Братья Карамазовы. Иллюстрация № 1
Братья Карамазовы. Иллюстрация № 2

К. Тюнькин Крах карамазовского семейства

В предисловии «От автора», открывающем «Братья Карамазовы», Достоевский называет свой новый роман «жизнеописанием» «человека странного, даже чудака». Полностью замысел такого «жизнеописания», разъясняет «автор», должен осуществиться в двух романах, события которых, соответственно, приурочены к двум знаменательнейшим эпохам русской жизни. «Главный роман второй — это деятельность моего героя уже в наше время, именно в наш теперешний текущий момент. Первый же роман произошел еще тринадцать лет назад и есть почти даже и не роман, а лишь один момент из первой юности моего героя. Обойтись мне без этого первого романа невозможно, потому что многое во втором романе стало бы непонятным».
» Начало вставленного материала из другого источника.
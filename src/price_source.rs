use crate::{ConfigError, Ohlcv, Price};

use serde::{Deserialize, Serialize};
use std::{
    fmt::{Debug, Display},
    str::FromStr,
};

/// Price field extracted from an [`Ohlcv`] bar before feeding into an
/// indicator.
///
/// Parsed from its lowercase key (`open`, `high`, `low`, `close`). Keys are
/// expected to be trimmed and lowercased by the config loader.
#[derive(PartialEq, Eq, Hash, Clone, Copy, Default, Debug, Serialize, Deserialize)]
#[serde(rename_all = "lowercase", try_from = "String")]
pub enum PriceSource {
    /// Opening price.
    Open,
    /// Highest price.
    High,
    /// Lowest price.
    Low,
    /// Closing price.
    #[default]
    Close,
}

impl PriceSource {
    /// All recognised selectors.
    pub const ALL: [Self; 4] = [Self::Open, Self::High, Self::Low, Self::Close];

    #[inline]
    pub(crate) fn extract(self, ohlcv: &impl Ohlcv) -> Price {
        match self {
            Self::Open => ohlcv.open(),
            Self::High => ohlcv.high(),
            Self::Low => ohlcv.low(),
            Self::Close => ohlcv.close(),
        }
    }

    #[must_use]
    pub fn as_str(self) -> &'static str {
        match self {
            Self::Open => "open",
            Self::High => "high",
            Self::Low => "low",
            Self::Close => "close",
        }
    }
}

impl Display for PriceSource {
    fn fmt(&self, f: &mut std::fmt::Formatter<'_>) -> std::fmt::Result {
        f.write_str(self.as_str())
    }
}

impl FromStr for PriceSource {
    type Err = ConfigError;

    fn from_str(s: &str) -> Result<Self, Self::Err> {
        Self::ALL
            .into_iter()
            .find(|source| source.as_str() == s)
            .ok_or_else(|| ConfigError::InvalidPriceSource(s.to_owned()))
    }
}

impl TryFrom<String> for PriceSource {
    type Error = ConfigError;

    fn try_from(value: String) -> Result<Self, Self::Error> {
        value.parse()
    }
}

#[cfg(test)]
mod tests {
    use super::*;
    use crate::test_util::Bar;
    use rust_decimal_macros::dec;

    fn bar() -> Bar {
        Bar::new(dec!(10), dec!(30), dec!(5), dec!(20))
    }

    mod extract {
        use super::*;

        #[test]
        fn open() {
            assert_eq!(PriceSource::Open.extract(&bar()), dec!(10));
        }

        #[test]
        fn high() {
            assert_eq!(PriceSource::High.extract(&bar()), dec!(30));
        }

        #[test]
        fn low() {
            assert_eq!(PriceSource::Low.extract(&bar()), dec!(5));
        }

        #[test]
        fn close() {
            assert_eq!(PriceSource::Close.extract(&bar()), dec!(20));
        }
    }

    mod parse {
        use super::*;

        #[test]
        fn every_key_round_trips() {
            for source in PriceSource::ALL {
                assert_eq!(source.to_string().parse::<PriceSource>(), Ok(source));
            }
        }

        #[test]
        fn rejects_unknown_key() {
            assert_eq!(
                "volume".parse::<PriceSource>(),
                Err(ConfigError::InvalidPriceSource("volume".into()))
            );
        }

        #[test]
        fn rejects_untrimmed_key() {
            assert!(" close".parse::<PriceSource>().is_err());
        }

        #[test]
        fn deserialize_rejects_unknown_key() {
            let err = serde_json::from_str::<PriceSource>(r#""hl2""#).unwrap_err();
            assert!(err.to_string().contains("unknown price source `hl2`"));
        }

        #[test]
        fn default_is_close() {
            assert_eq!(PriceSource::default(), PriceSource::Close);
        }
    }
}
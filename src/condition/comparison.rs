use std::{fmt::Display, str::FromStr};

use serde::{Deserialize, Serialize};

use crate::{ConfigError, Price, Result};

/// Binary relation between a value and its target.
#[derive(PartialEq, Eq, Hash, Clone, Copy, Debug, Serialize, Deserialize)]
#[serde(rename_all = "camelCase", try_from = "String")]
pub enum Relation {
    Above,
    AboveOrEqual,
    Below,
    BelowOrEqual,
    Equal,
}

impl Relation {
    pub const ALL: [Self; 5] = [
        Self::Above,
        Self::AboveOrEqual,
        Self::Below,
        Self::BelowOrEqual,
        Self::Equal,
    ];

    #[must_use]
    pub fn as_str(self) -> &'static str {
        match self {
            Self::Above => "above",
            Self::AboveOrEqual => "aboveOrEqual",
            Self::Below => "below",
            Self::BelowOrEqual => "belowOrEqual",
            Self::Equal => "equal",
        }
    }

    #[inline]
    #[must_use]
    pub fn holds(self, value: Price, target: Price) -> bool {
        match self {
            Self::Above => value > target,
            Self::AboveOrEqual => value >= target,
            Self::Below => value < target,
            Self::BelowOrEqual => value <= target,
            Self::Equal => value == target,
        }
    }
}

impl Display for Relation {
    fn fmt(&self, f: &mut std::fmt::Formatter<'_>) -> std::fmt::Result {
        f.write_str(self.as_str())
    }
}

impl FromStr for Relation {
    type Err = ConfigError;

    fn from_str(s: &str) -> Result<Self, Self::Err> {
        Self::ALL
            .into_iter()
            .find(|relation| relation.as_str() == s)
            .ok_or_else(|| ConfigError::InvalidRelation(s.to_owned()))
    }
}

impl TryFrom<String> for Relation {
    type Error = ConfigError;

    fn try_from(value: String) -> Result<Self, Self::Error> {
        value.parse()
    }
}

/// Comparison of a resolved value against a threshold or band.
///
/// ```json
/// { "relation": "above" }
/// ```
#[derive(PartialEq, Eq, Hash, Clone, Copy, Default, Debug, Serialize, Deserialize)]
#[serde(rename_all = "camelCase")]
pub struct Comparison {
    #[serde(default)]
    pub relation: Option<Relation>,
}

impl Comparison {
    #[must_use]
    pub fn new(relation: Relation) -> Self {
        Self {
            relation: Some(relation),
        }
    }

    /// # Errors
    ///
    /// [`ConfigError::MissingComparison`] when no relation is configured.
    pub fn validate(&self) -> Result<(), ConfigError> {
        self.relation().map(|_| ())
    }

    fn relation(&self) -> Result<Relation, ConfigError> {
        self.relation.ok_or(ConfigError::MissingComparison)
    }

    /// Whether `value` stands in the configured relation to `target`.
    ///
    /// # Errors
    ///
    /// [`ConfigError::MissingComparison`] when no relation is configured.
    pub fn evaluate(&self, value: Price, target: Price) -> Result<bool> {
        Ok(self.relation()?.holds(value, target))
    }
}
«Первый роман» (или «вступительный», как скажет Достоевский в другом месте) — это «Братья Карамазовы», и действие его отнесено к тому же времени, что и действие «Преступления и наказания»[1] — романа о современном герое, о современной России, вступившей в полосу преобразований, потрясений и ломки, о России обновляющейся и — в то же время — России несбывшихся надежд и тягостных, безысходных противоречий, но главное — о России, стоявшей в преддверии новой, еще неясной и, может быть, грозной эпохи.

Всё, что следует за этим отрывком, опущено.